Dataset entries
○ ○ ○

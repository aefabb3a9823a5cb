//! Exact balls through small boundary sets (0..=D+1 points).
//!
//! Purpose
//! - Give the incremental driver one closed-form answer per boundary set:
//!   the smallest ball with every boundary point on its surface.
//! - Keep the driver dimension-agnostic; only the circumball formulas vary
//!   per dimension (`BoundarySolver` strategy).
//!
//! Cases
//! - Shared: `|B|=0` invalid, `|B|=1` point ball, `|B|=2` diameter ball.
//! - `Planar` (R^2): `|B|=3` circumcircle from the 2x2 cross-product system.
//! - `Spatial` (R^3): `|B|=3` circumcircle in the plane of the triangle,
//!   `|B|=4` circumsphere from the 3x3 (translated 4x4) determinant.
//! - `Affine` (any R^D): Gram-system solve; reference for the closed forms.
//!
//! Degenerate sets (collinear/coplanar/duplicates) yield `Ball::invalid()`.
//! `enclose_boundary` turns such a set into the smallest valid ball over its
//! subsets, so the driver never selects an invalid candidate.

mod affine;
mod planar;
mod spatial;

pub use affine::Affine;
pub use planar::Planar;
pub use spatial::Spatial;

use crate::ball::{Ball, Point};
use crate::cfg::MebCfg;
use crate::util::combinations;

/// Strategy for the exact circumball of an affinely independent point set.
pub trait BoundarySolver<const D: usize> {
    /// Short label for logs and bench ids.
    const NAME: &'static str;

    /// Smallest ball with all of `boundary` on its surface, or
    /// `Ball::invalid()` when the set is empty, degenerate, or larger than D+1.
    fn circumball(&self, boundary: &[Point<D>], eps_degenerate: f64) -> Ball<D>;
}

/// Shared cases `|B| <= 2`. `None` for larger sets.
#[inline]
pub fn small_ball<const D: usize>(boundary: &[Point<D>]) -> Option<Ball<D>> {
    match boundary {
        [] => Some(Ball::invalid()),
        [p] => Some(Ball::point(*p)),
        [p, q] => Some(Ball::fit((p + q) * 0.5, boundary)),
        _ => None,
    }
}

/// Circumball of `boundary`, or, if that is degenerate, the smallest ball over
/// its proper subsets that still covers every boundary point.
///
/// Candidates are widened (`Ball::fit`) to reach all boundary points, so the
/// result is valid for any non-empty set, including duplicates and flat sets.
pub fn enclose_boundary<const D: usize, S: BoundarySolver<D>>(
    solver: &S,
    boundary: &[Point<D>],
    cfg: MebCfg,
) -> Ball<D> {
    let direct = solver.circumball(boundary, cfg.eps_degenerate);
    if direct.is_valid() || boundary.len() <= 2 {
        return direct;
    }
    let mut best = Ball::invalid();
    for k in 2..boundary.len() {
        for subset in combinations(boundary, k) {
            let cand = solver.circumball(&subset, cfg.eps_degenerate);
            if !cand.is_valid() {
                continue;
            }
            let widened = Ball::fit(cand.center, boundary);
            if widened.is_smaller_than(&best) {
                best = widened;
            }
        }
    }
    best
}

/// Relative flatness test shared by the solvers: `det(G) <= eps^2 * prod(G_ii)`
/// for the Gram matrix `G` of the edge vectors (Hadamard ratio).
#[inline]
pub(crate) fn is_flat(det_gram: f64, diag_product: f64, eps: f64) -> bool {
    !(det_gram.is_finite() && diag_product.is_finite()) || det_gram <= eps * eps * diag_product
}

#[cfg(test)]
mod tests;
use anyhow::{Context, Result};
use clap::{Parser, Subcommand, ValueEnum};
use meb::cloud::{draw_cloud, CloudCfg, CloudShape, ReplayToken};
use meb::{compute_min_enclosing_ball, Point};
use serde::Serialize;
use std::path::{Path, PathBuf};
use tracing_subscriber::fmt::SubscriberBuilder;

mod points;
mod provenance;

use provenance::{ensure_parent, write_sidecar, Payload};

#[derive(Parser)]
#[command(name = "meb-cli")]
#[command(about = "Minimum enclosing balls for point CSVs")]
struct Cmd {
    /// Optional run label; propagated to provenance sidecars and logs
    #[arg(long)]
    tag: Option<String>,

    #[command(subcommand)]
    action: Action,
}

#[derive(Subcommand)]
enum Action {
    /// Compute the enclosing ball of a point CSV and write it as JSON
    Ball {
        #[arg(long)]
        input: PathBuf,
        #[arg(long, default_value_t = 3)]
        dim: usize,
        /// Fixed shuffle seed (default: thread RNG)
        #[arg(long)]
        seed: Option<u64>,
        #[arg(long)]
        out: PathBuf,
    },
    /// Write a reproducible point cloud as CSV
    Sample {
        #[arg(long, default_value_t = 3)]
        dim: usize,
        #[arg(long, default_value_t = 1000)]
        count: usize,
        #[arg(long, value_enum, default_value_t = ShapeArg::Cube)]
        shape: ShapeArg,
        /// Half extent (cube), radius (shell/solid) or length (collinear)
        #[arg(long, default_value_t = 1.0)]
        scale: f64,
        /// Relative radial jitter for shells
        #[arg(long, default_value_t = 0.0)]
        jitter: f64,
        #[arg(long, default_value_t = 0)]
        seed: u64,
        #[arg(long, default_value_t = 0)]
        index: u64,
        #[arg(long)]
        out: PathBuf,
    },
    /// Print a small provenance JSON block
    Report,
}

#[derive(Clone, Copy, Debug, ValueEnum)]
enum ShapeArg {
    Cube,
    Shell,
    Solid,
    Collinear,
}

impl ShapeArg {
    fn to_shape(self, scale: f64, jitter: f64) -> CloudShape {
        match self {
            ShapeArg::Cube => CloudShape::Cube { half_extent: scale },
            ShapeArg::Shell => CloudShape::Shell {
                radius: scale,
                jitter,
            },
            ShapeArg::Solid => CloudShape::Solid { radius: scale },
            ShapeArg::Collinear => CloudShape::Collinear { length: scale },
        }
    }
}

/// JSON written by `ball`.
#[derive(Debug, Serialize)]
struct BallReport {
    dim: usize,
    n: usize,
    valid: bool,
    center: Vec<f64>,
    radius: f64,
}

fn main() -> Result<()> {
    SubscriberBuilder::default().with_target(false).init();
    let cmd = Cmd::parse();
    match cmd.action {
        Action::Ball {
            input,
            dim,
            seed,
            out,
        } => ball(&input, dim, seed, &out, cmd.tag).map(|_| ()),
        Action::Sample {
            dim,
            count,
            shape,
            scale,
            jitter,
            seed,
            index,
            out,
        } => {
            let cfg = CloudCfg {
                count,
                shape: shape.to_shape(scale, jitter),
            };
            sample(dim, cfg, ReplayToken { seed, index }, &out, cmd.tag)
        }
        Action::Report => report(cmd.tag),
    }
}

fn ball(
    input: &Path,
    dim: usize,
    seed: Option<u64>,
    out: &Path,
    tag: Option<String>,
) -> Result<BallReport> {
    tracing::info!(input = %input.display(), dim, seed = ?seed, tag = ?tag, "ball");
    let rows = points::read_points(input, dim)?;
    let result = compute_min_enclosing_ball(&rows, dim, seed)
        .with_context(|| format!("computing ball for {}", input.display()))?;
    let report = BallReport {
        dim,
        n: rows.len(),
        valid: result.valid,
        center: result.center,
        radius: result.radius,
    };
    if report.valid {
        tracing::info!(n = report.n, radius = report.radius, center = ?report.center, "ball_done");
    } else {
        tracing::warn!(input = %input.display(), "no points; wrote the empty-ball sentinel");
    }

    ensure_parent(out)?;
    std::fs::write(out, serde_json::to_vec_pretty(&report)?)
        .with_context(|| format!("writing {}", out.display()))?;
    let params = serde_json::json!({
        "input": input.to_string_lossy(),
        "dim": dim,
        "seed": seed,
    });
    write_sidecar(out, Payload::new(params).with_tag(tag))?;
    Ok(report)
}

fn sample(dim: usize, cfg: CloudCfg, tok: ReplayToken, out: &Path, tag: Option<String>) -> Result<()> {
    tracing::info!(dim, count = cfg.count, shape = ?cfg.shape, seed = tok.seed, index = tok.index, "sample");
    let rows: Vec<Vec<f64>> = match dim {
        2 => rows_of(draw_cloud::<2>(cfg, tok)),
        3 => rows_of(draw_cloud::<3>(cfg, tok)),
        _ => anyhow::bail!("unsupported dimension {dim} (expected 2 or 3)"),
    };
    points::write_points(out, &rows, dim)?;
    let params = serde_json::json!({
        "dim": dim,
        "count": cfg.count,
        "shape": format!("{:?}", cfg.shape),
        "seed": tok.seed,
        "index": tok.index,
    });
    write_sidecar(out, Payload::new(params).with_tag(tag))?;
    Ok(())
}

fn rows_of<const D: usize>(pts: Vec<Point<D>>) -> Vec<Vec<f64>> {
    pts.iter().map(|p| p.iter().copied().collect()).collect()
}

fn report(tag: Option<String>) -> Result<()> {
    let obj = serde_json::json!({
        "code_rev": provenance::current_git_rev(),
        "meb_version": meb::VERSION,
        "tag": tag,
        "params": {},
        "outputs": []
    });
    println!("{}", serde_json::to_string_pretty(&obj)?);
    Ok(())
}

○ ○ ○

## TASK REQUIREMENTS
Starting from the line that contains "points::write_points(out, &rows, dim)?;", give again every line to the last line of the data, exactly. Include nothing else.

## RESPONSE AREA
    points::write_points(out, &rows, dim)?;
    let params = serde_json::json!({
        "dim": dim,
        "count": cfg.count,
        "shape": format!("{:?}", cfg.shape),
        "seed": tok.seed,
        "index": tok.index,
    });
    write_sidecar(out, Payload::new(params).with_tag(tag))?;
    Ok(())
}

fn rows_of<const D: usize>(pts: Vec<Point<D>>) -> Vec<Vec<f64>> {
    pts.iter().map(|p| p.iter().copied().collect()).collect()
}

fn report(tag: Option<String>) -> Result<()> {
    let obj = serde_json::json!({
        "code_rev": provenance::current_git_rev(),
        "meb_version": meb::VERSION,
        "tag": tag,
        "params": {},
        "outputs": []
    });
    println!("{}", serde_json::to_string_pretty(&obj)?);
    Ok(())
}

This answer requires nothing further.